Hummers

Peter Grudin
2 min readSep 14, 2024

I like to think that I am a skilled hunter. With my Nikon and a tripod and lots of patience, I sit on my open porch facing the jewel weeds so loved by hummingbirds. I sit rock still. I have yet to take the picture of a hummer that will satisfy me after 20 years of trying.⁠

This year both the local males find me suspect. Perhaps each, in his hummer infancy, was traumatized by a bald man or by a man with a camera. In any case, whereas in past years hummers would let me get up fairly close and even give me a passing friendly buzz or two late in the summer, these two take off as soon as they see me, as if they’d seen a ghost.

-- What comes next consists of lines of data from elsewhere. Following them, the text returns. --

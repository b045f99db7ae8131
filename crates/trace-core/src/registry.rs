use std::{
    fmt,
    panic::{self, AssertUnwindSafe},
    path::Path,
    sync::Arc,
};

use bruno_trace_plugin_sdk::{
    LifecycleHook, ManifestError, PluginDefinition, PluginManifest, RequestDescriptor,
    ResponseDescriptor, ResponseTransformer, TraceConfig,
};
use chrono::{DateTime, Utc};
use indexmap::IndexMap;

use crate::{
    augment::augment_request,
    builtin,
    discovery::{self, DiscoveryError, DiscoveryReport},
    transform::{panic_message, run_transformer, TransformOutcome},
};

/// A plugin as stored by the registry.
#[derive(Clone)]
pub struct RegisteredPlugin {
    pub manifest: PluginManifest,
    pub registered_at: DateTime<Utc>,
    transformer: Option<Arc<dyn ResponseTransformer>>,
    on_unregister: Option<LifecycleHook>,
}

impl RegisteredPlugin {
    pub fn id(&self) -> &str {
        &self.manifest.id
    }

    pub fn name(&self) -> &str {
        &self.manifest.name
    }

    pub fn has_transformer(&self) -> bool {
        self.transformer.is_some()
    }

    fn trace_config(&self) -> TraceConfig {
        self.manifest.trace_config()
    }
}

impl fmt::Debug for RegisteredPlugin {
    fn fmt(&self, f: &mut fmt::Formatter<'_>) -> fmt::Result {
        f.debug_struct("RegisteredPlugin")
            .field("manifest", &self.manifest)
            .field("registered_at", &self.registered_at)
            .field("transformer", &self.transformer.is_some())
            .finish()
    }
}

/// Lookup table of installed trace plugins.
///
/// Constructed explicitly and handed to consumers by reference. Entries keep
/// their first insertion position; re-registering an id replaces the entry in
/// place.
#[derive(Debug, Default)]
pub struct PluginRegistry {
    plugins: IndexMap<String, RegisteredPlugin>,
}

impl PluginRegistry {
    pub fn new() -> Self {
        Self::default()
    }

    /// Creates a registry holding every built-in plugin.
    pub fn with_builtins() -> Self {
        let mut registry = Self::new();
        for definition in builtin::definitions() {
            if let Err(err) = registry.register(definition) {
                tracing::error!(error = %err, "built-in plugin failed validation");
            }
        }
        registry
    }

    /// Validates and stores a plugin. The last registration of an id wins.
    pub fn register(&mut self, definition: impl Into<PluginDefinition>) -> Result<(), ManifestError> {
        let definition = definition.into();
        definition.manifest.validate()?;
        let PluginDefinition {
            manifest,
            transformer,
            on_register,
            on_unregister,
        } = definition;

        if manifest.version.is_some() && manifest.parsed_version().is_none() {
            tracing::warn!(
                plugin = %manifest.id,
                version = manifest.version.as_deref().unwrap_or_default(),
                "plugin version is not valid semver"
            );
        }

        let id = manifest.id.clone();
        let entry = RegisteredPlugin {
            manifest,
            registered_at: Utc::now(),
            transformer,
            on_unregister,
        };
        if let Some(previous) = self.plugins.insert(id.clone(), entry) {
            tracing::warn!(plugin = %id, "replacing previously registered plugin");
            run_hook(&id, "on_unregister", previous.on_unregister.as_ref(), &previous.manifest);
        }
        metrics::counter!("trace_registry_registrations_total").increment(1);
        tracing::debug!(plugin = %id, "plugin registered");

        if let Some(entry) = self.plugins.get(&id) {
            run_hook(&id, "on_register", on_register.as_ref(), &entry.manifest);
        }
        Ok(())
    }

    pub fn register_manifest(&mut self, manifest: PluginManifest) -> Result<(), ManifestError> {
        self.register(PluginDefinition::new(manifest))
    }

    /// Registers an untyped manifest document after checking its shape.
    pub fn register_value(&mut self, value: serde_json::Value) -> Result<(), ManifestError> {
        self.register_manifest(PluginManifest::from_value(value)?)
    }

    pub fn get(&self, id: &str) -> Option<&RegisteredPlugin> {
        self.plugins.get(id)
    }

    /// Iterates plugins in insertion order.
    pub fn all(&self) -> impl Iterator<Item = &RegisteredPlugin> {
        self.plugins.values()
    }

    pub fn contains(&self, id: &str) -> bool {
        self.plugins.contains_key(id)
    }

    pub fn len(&self) -> usize {
        self.plugins.len()
    }

    pub fn is_empty(&self) -> bool {
        self.plugins.is_empty()
    }

    /// Removes a plugin, returning whether it was present.
    pub fn unregister(&mut self, id: &str) -> bool {
        match self.plugins.shift_remove(id) {
            Some(removed) => {
                run_hook(id, "on_unregister", removed.on_unregister.as_ref(), &removed.manifest);
                tracing::debug!(plugin = id, "plugin unregistered");
                true
            }
            None => false,
        }
    }

    /// Returns `request` augmented with the plugin's trace configuration.
    /// Unknown ids leave the request unchanged.
    pub fn apply_trace_config(&self, id: &str, request: &RequestDescriptor) -> RequestDescriptor {
        let Some(plugin) = self.get(id) else {
            tracing::warn!(plugin = id, "trace plugin not found; request left unchanged");
            return request.clone();
        };
        let augmented = augment_request(&plugin.trace_config(), request);
        metrics::counter!("trace_requests_augmented_total", "plugin" => id.to_string()).increment(1);
        tracing::debug!(
            plugin = id,
            headers = augmented.headers.len() - request.headers.len(),
            "trace config applied"
        );
        augmented
    }

    /// Runs the plugin's response transformer, never propagating its failures.
    pub fn transform_response(&self, id: &str, response: &ResponseDescriptor) -> TransformOutcome {
        let Some(plugin) = self.get(id) else {
            tracing::warn!(plugin = id, "trace plugin not found; response left unchanged");
            return TransformOutcome::Unchanged(response.clone());
        };
        let Some(transformer) = plugin.transformer.as_deref() else {
            return TransformOutcome::Unchanged(response.clone());
        };
        let outcome = run_transformer(id, transformer, response);
        metrics::counter!(
            "trace_responses_transformed_total",
            "plugin" => id.to_string(),
            "outcome" => outcome.label()
        )
        .increment(1);
        outcome
    }

    /// Registers every valid manifest under `dir`. Invalid manifests are
    /// skipped and listed in the returned report.
    pub fn load_manifests(&mut self, dir: &Path) -> Result<DiscoveryReport, DiscoveryError> {
        let report = discovery::discover_manifests(dir)?;
        for manifest in &report.manifests {
            if let Err(err) = self.register_manifest(manifest.clone()) {
                tracing::warn!(plugin = %manifest.id, error = %err, "discovered manifest rejected");
            }
        }
        Ok(report)
    }
}

fn run_hook(id: &str, stage: &'static str, hook: Option<&LifecycleHook>, manifest: &PluginManifest) {
    let Some(hook) = hook else {
        return;
    };
    let message = match panic::catch_unwind(AssertUnwindSafe(|| hook(manifest))) {
        Ok(Ok(())) => return,
        Ok(Err(err)) => format!("{err:#}"),
        Err(payload) => panic_message(payload.as_ref()),
    };
    tracing::error!(plugin = id, stage, error = %message, "plugin lifecycle hook failed");
}

#[cfg(test)]
mod tests {
    use super::*;
    use std::sync::atomic::{AtomicUsize, Ordering};

    use anyhow::bail;
    use bruno_trace_plugin_sdk::{ManifestErrorReason, ManifestField, TraceParam};
    use serde_json::json;

    fn manifest(id: &str) -> PluginManifest {
        PluginManifest::new(
            id,
            format!("{id} plugin"),
            TraceConfig {
                headers: vec![
                    TraceParam::enabled("B", "2"),
                    TraceParam::enabled("C", "3"),
                    TraceParam::disabled("D", "4"),
                ],
                query_params: vec![TraceParam::enabled("k", "v")],
            },
        )
    }

    #[test]
    fn invalid_manifests_leave_membership_unchanged() {
        let mut registry = PluginRegistry::new();
        registry.register_manifest(manifest("ok")).unwrap();

        let mut missing_config = manifest("broken");
        missing_config.trace_config = None;
        let err = registry.register_manifest(missing_config).unwrap_err();
        assert_eq!(err.field, ManifestField::TraceConfig);

        let mut missing_name = manifest("broken");
        missing_name.name.clear();
        let err = registry.register_manifest(missing_name).unwrap_err();
        assert_eq!(err.field, ManifestField::Name);
        assert_eq!(err.reason, ManifestErrorReason::Empty);

        let err = registry.register_manifest(manifest("")).unwrap_err();
        assert_eq!(err.field, ManifestField::Id);

        assert_eq!(registry.len(), 1);
        assert!(!registry.contains("broken"));
    }

    #[test]
    fn malformed_documents_are_rejected_before_storage() {
        let mut registry = PluginRegistry::new();
        let err = registry
            .register_value(json!({
                "id": "raw",
                "name": "Raw",
                "traceConfig": { "headers": "X-A: 1" }
            }))
            .unwrap_err();
        assert_eq!(err.field, ManifestField::Headers);
        assert_eq!(err.reason, ManifestErrorReason::NotASequence);
        assert!(registry.is_empty());

        registry
            .register_value(json!({ "id": "raw", "name": "Raw", "traceConfig": {} }))
            .unwrap();
        assert!(registry.contains("raw"));
    }

    #[test]
    fn lookup_is_stable_until_unregistered() {
        let mut registry = PluginRegistry::new();
        let m = manifest("a");
        registry.register_manifest(m.clone()).unwrap();
        for _ in 0..3 {
            let plugin = registry.get("a").unwrap();
            assert_eq!(plugin.id(), m.id);
            assert_eq!(plugin.name(), m.name);
            assert_eq!(plugin.manifest.trace_config, m.trace_config);
        }
        assert!(registry.unregister("a"));
        assert!(registry.get("a").is_none());
        assert!(!registry.contains("a"));
        assert!(!registry.unregister("a"));
    }

    #[test]
    fn all_preserves_insertion_order_across_replacement() {
        let mut registry = PluginRegistry::new();
        for id in ["zeta", "alpha", "mid"] {
            registry.register_manifest(manifest(id)).unwrap();
        }
        let mut replacement = manifest("zeta");
        replacement.name = "Zeta v2".into();
        registry.register_manifest(replacement).unwrap();

        let ids: Vec<_> = registry.all().map(|p| p.id()).collect();
        assert_eq!(ids, ["zeta", "alpha", "mid"]);
        assert_eq!(registry.get("zeta").unwrap().name(), "Zeta v2");

        registry.unregister("zeta");
        let ids: Vec<_> = registry.all().map(|p| p.id()).collect();
        assert_eq!(ids, ["alpha", "mid"]);
    }

    #[test]
    fn apply_trace_config_injects_enabled_entries() {
        let mut registry = PluginRegistry::new();
        registry.register_manifest(manifest("p")).unwrap();
        let request = RequestDescriptor::new("https://x.com/a?z=1").with_header("A", "1");

        let out = registry.apply_trace_config("p", &request);
        let names: Vec<_> = out.headers.iter().map(|h| h.name.as_str()).collect();
        assert_eq!(names, ["A", "B", "C"]);
        assert_eq!(out.url.as_deref(), Some("https://x.com/a?z=1&k=v"));
        assert_eq!(request.headers.len(), 1);
        assert_eq!(request.url.as_deref(), Some("https://x.com/a?z=1"));
    }

    #[test]
    fn unknown_plugins_are_no_ops() {
        let registry = PluginRegistry::new();
        let request = RequestDescriptor::new("https://x.com").with_header("A", "1");
        assert_eq!(registry.apply_trace_config("nope", &request), request);

        let response = ResponseDescriptor::new(200, json!("body"));
        let outcome = registry.transform_response("nope", &response);
        assert_eq!(outcome, TransformOutcome::Unchanged(response));
    }

    #[test]
    fn plugins_without_transformer_return_response_unchanged() {
        let mut registry = PluginRegistry::new();
        registry.register_manifest(manifest("plain")).unwrap();
        let response = ResponseDescriptor::new(204, serde_json::Value::Null);
        let out = registry.transform_response("plain", &response).into_response();
        assert_eq!(out, response);
    }

    #[test]
    fn failing_transformer_annotates_original() {
        let mut registry = PluginRegistry::new();
        registry
            .register(PluginDefinition::new(manifest("flaky")).with_transformer(
                |_: &ResponseDescriptor| -> anyhow::Result<ResponseDescriptor> { bail!("cannot parse") },
            ))
            .unwrap();
        let response = ResponseDescriptor::new(500, json!("oops"));
        let out = registry.transform_response("flaky", &response).into_response();
        assert_eq!(out.transform_error.as_deref(), Some("cannot parse"));
        assert_eq!(out.data, response.data);
        assert_eq!(out.status, Some(500));
    }

    #[test]
    fn lifecycle_hooks_run_and_failures_are_contained() {
        let registered = Arc::new(AtomicUsize::new(0));
        let unregistered = Arc::new(AtomicUsize::new(0));
        let (r, u) = (registered.clone(), unregistered.clone());
        let definition = PluginDefinition::new(manifest("hooked"))
            .on_register(move |_| {
                r.fetch_add(1, Ordering::SeqCst);
                Ok(())
            })
            .on_unregister(move |_| {
                u.fetch_add(1, Ordering::SeqCst);
                bail!("teardown failed")
            });

        let mut registry = PluginRegistry::new();
        registry.register(definition.clone()).unwrap();
        assert_eq!(registered.load(Ordering::SeqCst), 1);

        // Replacing runs the previous entry's teardown.
        registry.register(definition).unwrap();
        assert_eq!(registered.load(Ordering::SeqCst), 2);
        assert_eq!(unregistered.load(Ordering::SeqCst), 1);

        assert!(registry.unregister("hooked"));
        assert_eq!(unregistered.load(Ordering::SeqCst), 2);
    }

    #[test]
    fn failing_register_hook_keeps_plugin() {
        let mut registry = PluginRegistry::new();
        registry
            .register(PluginDefinition::new(manifest("loud")).on_register(|_| panic!("init")))
            .unwrap();
        assert!(registry.contains("loud"));
    }

    #[test]
    fn timestamps_are_captured_at_registration() {
        let before = Utc::now();
        let mut registry = PluginRegistry::new();
        registry.register_manifest(manifest("t")).unwrap();
        let at = registry.get("t").unwrap().registered_at;
        assert!(at >= before && at <= Utc::now());
    }

    #[test]
    fn builtins_are_available() {
        let registry = PluginRegistry::with_builtins();
        assert!(registry.contains(builtin::BFF_DEBUG_ID));
        assert!(registry.get(builtin::BFF_DEBUG_ID).unwrap().has_transformer());
    }
}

One, today, mounts up high, maybe 30 feet in the air. He sits there motionless, as it seems on an airy throne, his lightning wings having broken the barrier of visibility. So he seems to sit suspended — no not suspended — but rather as though the very air had been transformed, thickened to the point where it could support him without any effort on his part. I cannot see him clearly, but he has taken me into account, I am sure from his high vantage. Then he spies his inveterate and mortal enemy, the other local male hummer: his Moby Hummer, his Red Baron. Only by luck can my eye catch up with him, to see him in full dogfight mode, drawing a bead on his antagonist in rushed retreat as the two flash into the trees.